Here's hoping we have this at the radio station so I can play it on my handclap tribute this semester.

Tuesday, October 18, 2005

I don't know about you, but I could go for a nap.

I apologize for the complete lack of updates recently. But it's totally not my fault, I swear. With school picking up, I have far less time to peruse the internet finding amusing things to share and comment on. I also have less time to ponder things. It's not so much that I don't have things to say. More that I don't have the time to sit down and articulate them nicely. Or the free time I have is spent doing other things, like sleep.
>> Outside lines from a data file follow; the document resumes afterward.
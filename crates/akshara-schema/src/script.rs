//! The `Script` identifier and the fixed catalog of scripts the backend accepts.
//!
//! A `Script` can wrap any string; whether it is a member of the catalog is
//! decided by a [`ScriptRegistry`](crate::ScriptRegistry), never by the type.

use serde::{Deserialize, Serialize};
use std::borrow::{Borrow, Cow};
use std::fmt;
use std::ops::Deref;

/// Identifier of a writing system or romanization scheme, e.g. `Devanagari` or `ISO`.
#[derive(Debug, Clone, PartialEq, Eq, PartialOrd, Ord, Hash, Serialize, Deserialize)]
#[serde(transparent)]
pub struct Script(Cow<'static, str>);

impl Script {
    /// Create a script identifier from any string.
    pub fn new(s: impl Into<String>) -> Self {
        Self(Cow::Owned(s.into()))
    }

    /// Create a script identifier from a static string without allocating.
    pub const fn from_static(s: &'static str) -> Self {
        Self(Cow::Borrowed(s))
    }

    pub fn as_str(&self) -> &str {
        &self.0
    }

    pub fn into_inner(self) -> String {
        self.0.into_owned()
    }
}

impl Deref for Script {
    type Target = str;
    fn deref(&self) -> &str {
        &self.0
    }
}

impl fmt::Display for Script {
    fn fmt(&self, f: &mut fmt::Formatter<'_>) -> fmt::Result {
        f.write_str(&self.0)
    }
}

impl AsRef<str> for Script {
    fn as_ref(&self) -> &str {
        &self.0
    }
}

impl Borrow<str> for Script {
    fn borrow(&self) -> &str {
        &self.0
    }
}

impl PartialEq<str> for Script {
    fn eq(&self, other: &str) -> bool {
        self.0 == other
    }
}

impl PartialEq<&str> for Script {
    fn eq(&self, other: &&str) -> bool {
        self.0 == *other
    }
}

impl From<String> for Script {
    fn from(s: String) -> Self {
        Self(Cow::Owned(s))
    }
}

impl From<&str> for Script {
    fn from(s: &str) -> Self {
        Self(Cow::Owned(s.to_owned()))
    }
}

macro_rules! script_catalog {
    ($($konst:ident => $name:literal,)*) => {
        impl Script {
            $(pub const $konst: Script = Script::from_static($name);)*
        }

        /// Every script accepted by the backend, in catalog order.
        pub const BUILTIN_SCRIPTS: &[&str] = &[$($name,)*];
    };
}

script_catalog! {
    AHOM => "Ahom",
    ARAB => "Arab",
    ARIYAKA => "Ariyaka",
    ASSAMESE => "Assamese",
    AVESTAN => "Avestan",
    BALINESE => "Balinese",
    BATAK_KARO => "BatakKaro",
    BATAK_MANDA => "BatakManda",
    BATAK_PAKPAK => "BatakPakpak",
    BATAK_SIMA => "BatakSima",
    BATAK_TOBA => "BatakToba",
    BENGALI => "Bengali",
    BHAIKSUKI => "Bhaiksuki",
    BRAHMI => "Brahmi",
    BUGINESE => "Buginese",
    BUHID => "Buhid",
    BURMESE => "Burmese",
    CHAKMA => "Chakma",
    CHAM => "Cham",
    RUSSIAN_CYRILLIC => "RussianCyrillic",
    DEVANAGARI => "Devanagari",
    DOGRA => "Dogra",
    ELYM => "Elym",
    ETHI => "Ethi",
    GUNJALA_GONDI => "GunjalaGondi",
    MASARAM_GONDI => "MasaramGondi",
    GRANTHA => "Grantha",
    GRANTHA_PANDYA => "GranthaPandya",
    GUJARATI => "Gujarati",
    HANUNOO => "Hanunoo",
    HATR => "Hatr",
    HEBREW => "Hebrew",
    HEBR_AR => "Hebr-Ar",
    ARMI => "Armi",
    PHLI => "Phli",
    PRTI => "Prti",
    HIRAGANA => "Hiragana",
    KATAKANA => "Katakana",
    JAVANESE => "Javanese",
    KAITHI => "Kaithi",
    KANNADA => "Kannada",
    KAWI => "Kawi",
    KHAMTI_SHAN => "KhamtiShan",
    KHAROSHTHI => "Kharoshthi",
    KHMER => "Khmer",
    KHOJKI => "Khojki",
    KHOM_THAI => "KhomThai",
    KHUDAWADI => "Khudawadi",
    LAO => "Lao",
    LAO_PALI => "LaoPali",
    LEPCHA => "Lepcha",
    LIMBU => "Limbu",
    MAHAJANI => "Mahajani",
    MAKASAR => "Makasar",
    MALAYALAM => "Malayalam",
    MANI => "Mani",
    MARCHEN => "Marchen",
    MEETEI_MAYEK => "MeeteiMayek",
    MODI => "Modi",
    MON => "Mon",
    MONGOLIAN => "Mongolian",
    MRO => "Mro",
    MULTANI => "Multani",
    NBAT => "Nbat",
    NANDINAGARI => "Nandinagari",
    NEWA => "Newa",
    NARB => "Narb",
    OLD_PERSIAN => "OldPersian",
    SOGO => "Sogo",
    SARB => "Sarb",
    ORIYA => "Oriya",
    PALLAVA => "Pallava",
    PALM => "Palm",
    ARAB_FA => "Arab-Fa",
    PHAGS_PA => "PhagsPa",
    PHNX => "Phnx",
    PHLP => "Phlp",
    GURMUKHI => "Gurmukhi",
    RANJANA => "Ranjana",
    REJANG => "Rejang",
    HANIFI_ROHINGYA => "HanifiRohingya",
    BARAHA_NORTH => "BarahaNorth",
    BARAHA_SOUTH => "BarahaSouth",
    ROMAN_COLLOQUIAL => "RomanColloquial",
    PERSIAN_DMG => "PersianDMG",
    HK => "HK",
    IAST => "IAST",
    IAST_PALI => "IASTPali",
    IPA => "IPA",
    ISO => "ISO",
    ISO_PALI => "ISOPali",
    ISO233 => "ISO233",
    ISO259 => "ISO259",
    ITRANS => "Itrans",
    IAST_LOC => "IASTLOC",
    ROMAN_READABLE => "RomanReadable",
    HEBREW_SBL => "HebrewSBL",
    SLP1 => "SLP1",
    TYPE => "Type",
    LATN => "Latn",
    TITUS => "Titus",
    VELTHUIS => "Velthuis",
    WX => "WX",
    SAMR => "Samr",
    SANTALI => "Santali",
    SAURASHTRA => "Saurashtra",
    SHAHMUKHI => "Shahmukhi",
    SHAN => "Shan",
    SHARADA => "Sharada",
    SIDDHAM => "Siddham",
    SINHALA => "Sinhala",
    SOGD => "Sogd",
    SORA_SOMPENG => "SoraSompeng",
    SOYOMBO => "Soyombo",
    SUNDANESE => "Sundanese",
    SYLOTI_NAGRI => "SylotiNagri",
    SYRN => "Syrn",
    SYRE => "Syre",
    SYRJ => "Syrj",
    TAGALOG => "Tagalog",
    TAGBANWA => "Tagbanwa",
    TAI_LAING => "TaiLaing",
    TAKRI => "Takri",
    TAMIL => "Tamil",
    TAMIL_EXTENDED => "TamilExtended",
    TAMIL_BRAHMI => "TamilBrahmi",
    TELUGU => "Telugu",
    THAANA => "Thaana",
    THAI => "Thai",
    TAI_THAM => "TaiTham",
    LAO_THAM => "LaoTham",
    KHUEN_THAM => "KhuenTham",
    LUE_THAM => "LueTham",
    TIBETAN => "Tibetan",
    TIRHUTA => "Tirhuta",
    UGAR => "Ugar",
    URDU => "Urdu",
    VATTELUTTU => "Vatteluttu",
    WANCHO => "Wancho",
    WARANG_CITI => "WarangCiti",
    ZANABAZAR_SQUARE => "ZanabazarSquare",
}

#[cfg(test)]
mod tests {
    use super::*;
    use std::collections::HashSet;

    #[test]
    fn constants_match_catalog_names() {
        assert_eq!(Script::DEVANAGARI.as_str(), "Devanagari");
        assert_eq!(Script::HEBR_AR.as_str(), "Hebr-Ar");
        assert_eq!(Script::ARAB_FA.as_str(), "Arab-Fa");
        assert_eq!(Script::ISO233.as_str(), "ISO233");
        assert_eq!(Script::IAST_LOC.as_str(), "IASTLOC");
    }

    #[test]
    fn catalog_has_no_duplicates() {
        let unique: HashSet<&str> = BUILTIN_SCRIPTS.iter().copied().collect();
        assert_eq!(unique.len(), BUILTIN_SCRIPTS.len());
        assert_eq!(BUILTIN_SCRIPTS.len(), 141);
    }

    #[test]
    fn owned_and_static_compare_equal() {
        assert_eq!(Script::new("Tamil"), Script::TAMIL);
        assert_eq!(Script::from("Tamil"), Script::TAMIL);
        assert_eq!(Script::TAMIL, "Tamil");
    }

    #[test]
    fn serde_is_a_plain_string() {
        let json = serde_json::to_string(&Script::GURMUKHI).unwrap();
        assert_eq!(json, "\"Gurmukhi\"");
        let back: Script = serde_json::from_str(&json).unwrap();
        assert_eq!(back, Script::GURMUKHI);
    }

    #[test]
    fn borrow_allows_str_lookups() {
        let set: HashSet<Script> = [Script::THAI, Script::LAO].into_iter().collect();
        assert!(set.contains("Thai"));
        assert!(!set.contains("thai"));
    }
}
I find it interesting how college--higher education--makes me revert to very basic behaviors. Sleep and food are regarded most precious above all else. Spare time: I'll take a nap! Free food: CHOMP! Interesting intellectual discussion/lecture: is there free food? Cause otherwise, I don't know...I could use that time to nap.

It seems as though there's some sort of nerditude conservation principle at work here. I only have so much nerdiness to go around. When in school, putting forth lots of mental effort in classes, my free time is devoid of intense thought. When not feeling the crack of the Physics-major whip, I spend lots of time exploring interests, reading, and writing.

Of course, the fact that I am using a conservation principle to describe my mental exhaution goes against the whole theory....Damn.

Saturday, October 08, 2005

A Dorothy Without her Toto

Yesterday, I received a rather upsetting call from my parents relaying the information that Chewi, the dog I've had since Kindergarten, had to be put to sleep. It's amazing that she lived happy and healthy for nearly 15 years, only showing significant signs of aging in the last year or so.

We had several reasons to suspect that she wouldn't be around too much longer. But, even when you think you're "prepared" for a death, it doesn't make it any easier to accept when it happens. Especially when it's a pet who's always seemed indestructible. And who you essentially grew up with.

I hate cancer. Even though her breath was stinky, I'm still going to miss those relentless kisses.